**Problem details**
From the entries below, copy every line that holds the word "Configuration".

(Stored data)
■ ■ ■ ■

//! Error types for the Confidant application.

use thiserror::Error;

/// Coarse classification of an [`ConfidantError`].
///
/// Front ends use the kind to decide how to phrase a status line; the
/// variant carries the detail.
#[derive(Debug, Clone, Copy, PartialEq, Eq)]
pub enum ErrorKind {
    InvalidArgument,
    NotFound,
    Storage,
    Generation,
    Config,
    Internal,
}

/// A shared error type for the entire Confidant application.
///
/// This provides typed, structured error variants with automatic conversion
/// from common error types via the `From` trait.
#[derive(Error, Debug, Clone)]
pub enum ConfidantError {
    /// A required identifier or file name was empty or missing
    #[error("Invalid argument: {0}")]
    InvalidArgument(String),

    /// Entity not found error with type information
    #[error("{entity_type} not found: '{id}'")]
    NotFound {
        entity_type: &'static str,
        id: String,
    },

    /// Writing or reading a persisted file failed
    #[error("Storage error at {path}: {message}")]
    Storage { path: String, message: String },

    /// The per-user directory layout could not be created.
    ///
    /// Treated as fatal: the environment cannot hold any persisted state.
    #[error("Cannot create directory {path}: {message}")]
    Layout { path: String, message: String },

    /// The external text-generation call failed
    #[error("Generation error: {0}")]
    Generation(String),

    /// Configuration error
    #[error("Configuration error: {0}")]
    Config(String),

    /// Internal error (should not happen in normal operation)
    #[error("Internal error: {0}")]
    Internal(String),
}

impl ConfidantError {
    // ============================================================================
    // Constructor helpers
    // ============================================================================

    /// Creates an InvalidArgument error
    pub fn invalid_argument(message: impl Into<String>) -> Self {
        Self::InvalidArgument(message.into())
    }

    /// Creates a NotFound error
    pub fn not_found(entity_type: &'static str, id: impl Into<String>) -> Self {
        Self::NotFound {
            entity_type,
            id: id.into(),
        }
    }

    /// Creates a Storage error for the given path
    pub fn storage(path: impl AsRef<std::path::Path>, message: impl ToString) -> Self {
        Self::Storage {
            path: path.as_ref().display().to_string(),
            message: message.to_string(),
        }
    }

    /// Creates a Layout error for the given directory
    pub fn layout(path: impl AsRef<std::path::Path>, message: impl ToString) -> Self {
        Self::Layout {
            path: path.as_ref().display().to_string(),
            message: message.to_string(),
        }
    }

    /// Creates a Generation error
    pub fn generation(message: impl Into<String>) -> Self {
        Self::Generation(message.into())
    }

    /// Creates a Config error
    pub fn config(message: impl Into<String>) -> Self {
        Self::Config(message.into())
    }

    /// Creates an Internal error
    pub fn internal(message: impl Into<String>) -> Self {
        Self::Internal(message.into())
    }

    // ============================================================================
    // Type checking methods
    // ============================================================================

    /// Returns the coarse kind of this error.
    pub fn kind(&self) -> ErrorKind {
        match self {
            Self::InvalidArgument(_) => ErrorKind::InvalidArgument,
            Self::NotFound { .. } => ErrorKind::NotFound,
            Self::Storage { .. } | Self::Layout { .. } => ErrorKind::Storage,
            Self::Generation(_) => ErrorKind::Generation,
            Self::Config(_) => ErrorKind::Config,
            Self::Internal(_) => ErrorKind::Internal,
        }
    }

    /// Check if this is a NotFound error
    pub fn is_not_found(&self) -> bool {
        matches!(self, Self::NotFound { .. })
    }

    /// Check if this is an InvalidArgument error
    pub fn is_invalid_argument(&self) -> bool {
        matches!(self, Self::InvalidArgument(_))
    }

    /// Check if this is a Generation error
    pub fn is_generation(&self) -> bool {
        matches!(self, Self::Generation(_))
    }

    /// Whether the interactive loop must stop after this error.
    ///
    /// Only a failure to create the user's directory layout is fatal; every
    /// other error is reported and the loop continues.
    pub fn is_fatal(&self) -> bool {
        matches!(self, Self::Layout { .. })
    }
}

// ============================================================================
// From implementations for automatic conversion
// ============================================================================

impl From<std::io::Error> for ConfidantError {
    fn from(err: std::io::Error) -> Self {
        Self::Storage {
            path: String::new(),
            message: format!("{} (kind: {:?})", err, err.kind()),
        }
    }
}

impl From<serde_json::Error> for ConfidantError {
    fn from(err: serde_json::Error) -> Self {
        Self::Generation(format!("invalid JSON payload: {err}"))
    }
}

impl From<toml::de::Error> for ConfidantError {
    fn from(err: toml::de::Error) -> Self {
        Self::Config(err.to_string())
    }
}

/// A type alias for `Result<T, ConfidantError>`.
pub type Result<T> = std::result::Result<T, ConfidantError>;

■ ■ ■ ■

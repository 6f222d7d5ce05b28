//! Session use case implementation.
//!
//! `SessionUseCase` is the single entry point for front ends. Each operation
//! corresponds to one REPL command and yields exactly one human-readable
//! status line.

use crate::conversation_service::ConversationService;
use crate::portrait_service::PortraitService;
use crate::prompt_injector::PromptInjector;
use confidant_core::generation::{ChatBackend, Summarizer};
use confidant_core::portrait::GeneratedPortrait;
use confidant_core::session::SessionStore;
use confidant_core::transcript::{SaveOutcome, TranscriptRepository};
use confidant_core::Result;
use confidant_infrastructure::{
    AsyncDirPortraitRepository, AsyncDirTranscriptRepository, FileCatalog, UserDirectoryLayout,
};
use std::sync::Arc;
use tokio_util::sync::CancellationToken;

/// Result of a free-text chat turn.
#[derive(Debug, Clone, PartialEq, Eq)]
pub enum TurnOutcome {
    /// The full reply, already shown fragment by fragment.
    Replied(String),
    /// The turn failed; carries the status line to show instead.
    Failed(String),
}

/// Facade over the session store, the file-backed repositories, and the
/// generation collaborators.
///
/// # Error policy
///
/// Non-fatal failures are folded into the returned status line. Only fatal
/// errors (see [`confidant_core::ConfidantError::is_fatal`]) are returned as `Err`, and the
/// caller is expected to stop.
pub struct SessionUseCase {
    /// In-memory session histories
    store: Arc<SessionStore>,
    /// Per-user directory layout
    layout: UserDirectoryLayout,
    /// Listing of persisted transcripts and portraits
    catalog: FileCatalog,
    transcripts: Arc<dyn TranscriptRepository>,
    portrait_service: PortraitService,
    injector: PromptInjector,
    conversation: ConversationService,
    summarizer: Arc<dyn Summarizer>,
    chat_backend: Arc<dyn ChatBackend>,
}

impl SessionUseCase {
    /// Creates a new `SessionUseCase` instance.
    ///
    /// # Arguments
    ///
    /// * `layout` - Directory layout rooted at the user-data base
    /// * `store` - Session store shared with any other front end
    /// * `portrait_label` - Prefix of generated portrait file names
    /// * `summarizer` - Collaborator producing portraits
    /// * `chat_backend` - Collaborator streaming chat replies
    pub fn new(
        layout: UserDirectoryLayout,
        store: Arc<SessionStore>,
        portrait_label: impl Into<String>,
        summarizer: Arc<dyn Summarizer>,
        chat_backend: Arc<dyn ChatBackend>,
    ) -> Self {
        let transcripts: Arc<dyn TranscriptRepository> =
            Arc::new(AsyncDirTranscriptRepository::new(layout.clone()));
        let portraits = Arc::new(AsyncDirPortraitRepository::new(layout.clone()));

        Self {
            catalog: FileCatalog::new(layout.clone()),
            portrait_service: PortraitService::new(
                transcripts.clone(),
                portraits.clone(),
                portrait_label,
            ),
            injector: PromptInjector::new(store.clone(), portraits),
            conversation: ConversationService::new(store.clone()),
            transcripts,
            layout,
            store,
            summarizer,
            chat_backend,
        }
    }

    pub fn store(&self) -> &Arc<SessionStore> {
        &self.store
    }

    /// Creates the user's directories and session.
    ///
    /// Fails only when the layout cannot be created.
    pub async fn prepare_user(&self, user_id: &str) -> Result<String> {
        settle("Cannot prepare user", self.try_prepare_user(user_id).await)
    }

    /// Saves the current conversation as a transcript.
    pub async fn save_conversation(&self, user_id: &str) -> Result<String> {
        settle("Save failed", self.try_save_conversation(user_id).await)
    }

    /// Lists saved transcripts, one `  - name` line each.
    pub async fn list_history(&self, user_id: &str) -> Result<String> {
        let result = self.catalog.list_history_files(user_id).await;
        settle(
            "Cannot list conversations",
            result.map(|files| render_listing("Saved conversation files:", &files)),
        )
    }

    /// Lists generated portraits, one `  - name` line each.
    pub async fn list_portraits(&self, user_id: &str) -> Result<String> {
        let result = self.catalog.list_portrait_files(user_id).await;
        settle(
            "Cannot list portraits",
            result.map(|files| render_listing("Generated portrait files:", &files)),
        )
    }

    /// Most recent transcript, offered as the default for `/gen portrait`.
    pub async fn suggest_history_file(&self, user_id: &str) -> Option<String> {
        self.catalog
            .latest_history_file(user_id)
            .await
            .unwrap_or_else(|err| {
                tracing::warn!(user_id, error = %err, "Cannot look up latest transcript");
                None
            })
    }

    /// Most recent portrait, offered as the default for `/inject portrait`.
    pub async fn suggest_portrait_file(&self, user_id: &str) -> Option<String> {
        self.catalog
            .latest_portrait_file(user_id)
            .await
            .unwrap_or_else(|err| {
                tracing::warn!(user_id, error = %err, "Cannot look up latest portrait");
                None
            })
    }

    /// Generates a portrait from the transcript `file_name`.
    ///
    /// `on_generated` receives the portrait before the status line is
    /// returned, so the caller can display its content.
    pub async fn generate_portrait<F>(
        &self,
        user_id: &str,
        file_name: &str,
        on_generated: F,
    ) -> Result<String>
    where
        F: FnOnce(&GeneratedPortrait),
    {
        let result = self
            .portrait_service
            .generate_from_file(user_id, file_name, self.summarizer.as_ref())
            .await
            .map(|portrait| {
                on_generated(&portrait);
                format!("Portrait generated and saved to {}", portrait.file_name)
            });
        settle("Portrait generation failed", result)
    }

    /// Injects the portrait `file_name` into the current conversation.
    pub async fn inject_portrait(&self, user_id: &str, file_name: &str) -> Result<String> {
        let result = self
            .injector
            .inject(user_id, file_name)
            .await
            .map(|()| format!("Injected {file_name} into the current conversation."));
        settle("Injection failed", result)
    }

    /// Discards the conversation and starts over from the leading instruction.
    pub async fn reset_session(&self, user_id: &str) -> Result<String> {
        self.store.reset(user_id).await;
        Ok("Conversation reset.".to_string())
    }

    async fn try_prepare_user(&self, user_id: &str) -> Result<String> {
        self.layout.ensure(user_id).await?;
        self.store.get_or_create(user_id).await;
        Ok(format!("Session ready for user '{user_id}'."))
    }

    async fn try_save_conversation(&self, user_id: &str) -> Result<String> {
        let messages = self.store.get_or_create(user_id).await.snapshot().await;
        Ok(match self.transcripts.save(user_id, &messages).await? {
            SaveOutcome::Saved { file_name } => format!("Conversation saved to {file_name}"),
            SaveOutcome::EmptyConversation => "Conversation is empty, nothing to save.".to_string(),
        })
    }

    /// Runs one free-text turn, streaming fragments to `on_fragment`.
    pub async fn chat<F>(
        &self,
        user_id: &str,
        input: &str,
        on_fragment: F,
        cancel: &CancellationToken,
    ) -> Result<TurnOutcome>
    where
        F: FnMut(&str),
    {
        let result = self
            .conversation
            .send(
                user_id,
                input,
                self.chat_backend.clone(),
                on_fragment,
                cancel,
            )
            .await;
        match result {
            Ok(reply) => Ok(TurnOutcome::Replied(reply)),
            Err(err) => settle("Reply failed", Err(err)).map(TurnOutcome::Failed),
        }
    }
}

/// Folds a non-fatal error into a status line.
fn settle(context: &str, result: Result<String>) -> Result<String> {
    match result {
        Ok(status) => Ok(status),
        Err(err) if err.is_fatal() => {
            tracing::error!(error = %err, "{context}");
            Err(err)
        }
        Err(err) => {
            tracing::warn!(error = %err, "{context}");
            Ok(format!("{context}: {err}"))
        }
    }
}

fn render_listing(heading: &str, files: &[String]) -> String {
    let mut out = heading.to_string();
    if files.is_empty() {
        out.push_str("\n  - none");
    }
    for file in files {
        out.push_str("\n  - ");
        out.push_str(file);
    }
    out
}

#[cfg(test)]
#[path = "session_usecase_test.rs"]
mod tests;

■ ■ ■ ■

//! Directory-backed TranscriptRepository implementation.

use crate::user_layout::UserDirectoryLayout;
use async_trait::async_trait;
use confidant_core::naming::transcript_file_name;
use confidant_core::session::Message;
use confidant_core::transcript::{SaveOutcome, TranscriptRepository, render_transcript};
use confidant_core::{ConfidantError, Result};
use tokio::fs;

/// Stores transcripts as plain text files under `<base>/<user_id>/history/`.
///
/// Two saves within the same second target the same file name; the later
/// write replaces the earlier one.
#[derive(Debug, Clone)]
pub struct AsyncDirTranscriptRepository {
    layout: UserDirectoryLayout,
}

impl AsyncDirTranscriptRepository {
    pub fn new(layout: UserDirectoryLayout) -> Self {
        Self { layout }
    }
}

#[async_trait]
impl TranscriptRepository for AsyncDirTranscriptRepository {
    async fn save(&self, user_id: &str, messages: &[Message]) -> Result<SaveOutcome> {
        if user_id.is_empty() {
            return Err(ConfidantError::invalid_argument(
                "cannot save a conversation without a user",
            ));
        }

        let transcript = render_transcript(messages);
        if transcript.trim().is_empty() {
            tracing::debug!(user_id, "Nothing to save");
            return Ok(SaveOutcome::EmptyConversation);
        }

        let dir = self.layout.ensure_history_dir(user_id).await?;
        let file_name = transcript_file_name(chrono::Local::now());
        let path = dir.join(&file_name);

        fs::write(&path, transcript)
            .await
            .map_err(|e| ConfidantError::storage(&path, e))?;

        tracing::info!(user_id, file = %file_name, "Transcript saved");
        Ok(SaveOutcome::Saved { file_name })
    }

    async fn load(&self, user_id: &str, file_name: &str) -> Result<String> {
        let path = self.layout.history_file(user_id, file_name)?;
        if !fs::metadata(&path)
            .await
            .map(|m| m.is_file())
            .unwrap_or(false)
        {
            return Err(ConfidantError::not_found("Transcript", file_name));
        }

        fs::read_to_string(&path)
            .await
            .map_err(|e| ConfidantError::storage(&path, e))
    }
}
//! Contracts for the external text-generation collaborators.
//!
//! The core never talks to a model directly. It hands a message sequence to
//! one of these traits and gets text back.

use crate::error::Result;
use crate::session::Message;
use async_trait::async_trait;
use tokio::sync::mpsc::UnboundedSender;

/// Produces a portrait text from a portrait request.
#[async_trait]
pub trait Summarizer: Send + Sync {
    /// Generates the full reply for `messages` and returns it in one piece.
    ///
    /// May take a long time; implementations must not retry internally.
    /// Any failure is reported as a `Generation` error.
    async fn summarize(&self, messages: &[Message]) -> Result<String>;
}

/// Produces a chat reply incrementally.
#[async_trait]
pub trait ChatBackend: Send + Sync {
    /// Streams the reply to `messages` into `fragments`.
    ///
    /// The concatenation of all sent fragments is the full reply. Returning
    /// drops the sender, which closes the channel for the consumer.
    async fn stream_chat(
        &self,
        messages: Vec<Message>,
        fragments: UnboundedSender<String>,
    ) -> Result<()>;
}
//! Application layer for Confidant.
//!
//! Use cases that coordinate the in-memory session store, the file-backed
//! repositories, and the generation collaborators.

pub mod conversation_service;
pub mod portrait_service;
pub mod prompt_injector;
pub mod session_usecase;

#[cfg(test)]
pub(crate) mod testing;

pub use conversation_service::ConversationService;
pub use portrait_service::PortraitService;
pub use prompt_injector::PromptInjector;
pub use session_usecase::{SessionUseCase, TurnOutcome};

■ ■ ■ ■

**Response to the task**
    /// Configuration error
    #[error("Configuration error: {0}")]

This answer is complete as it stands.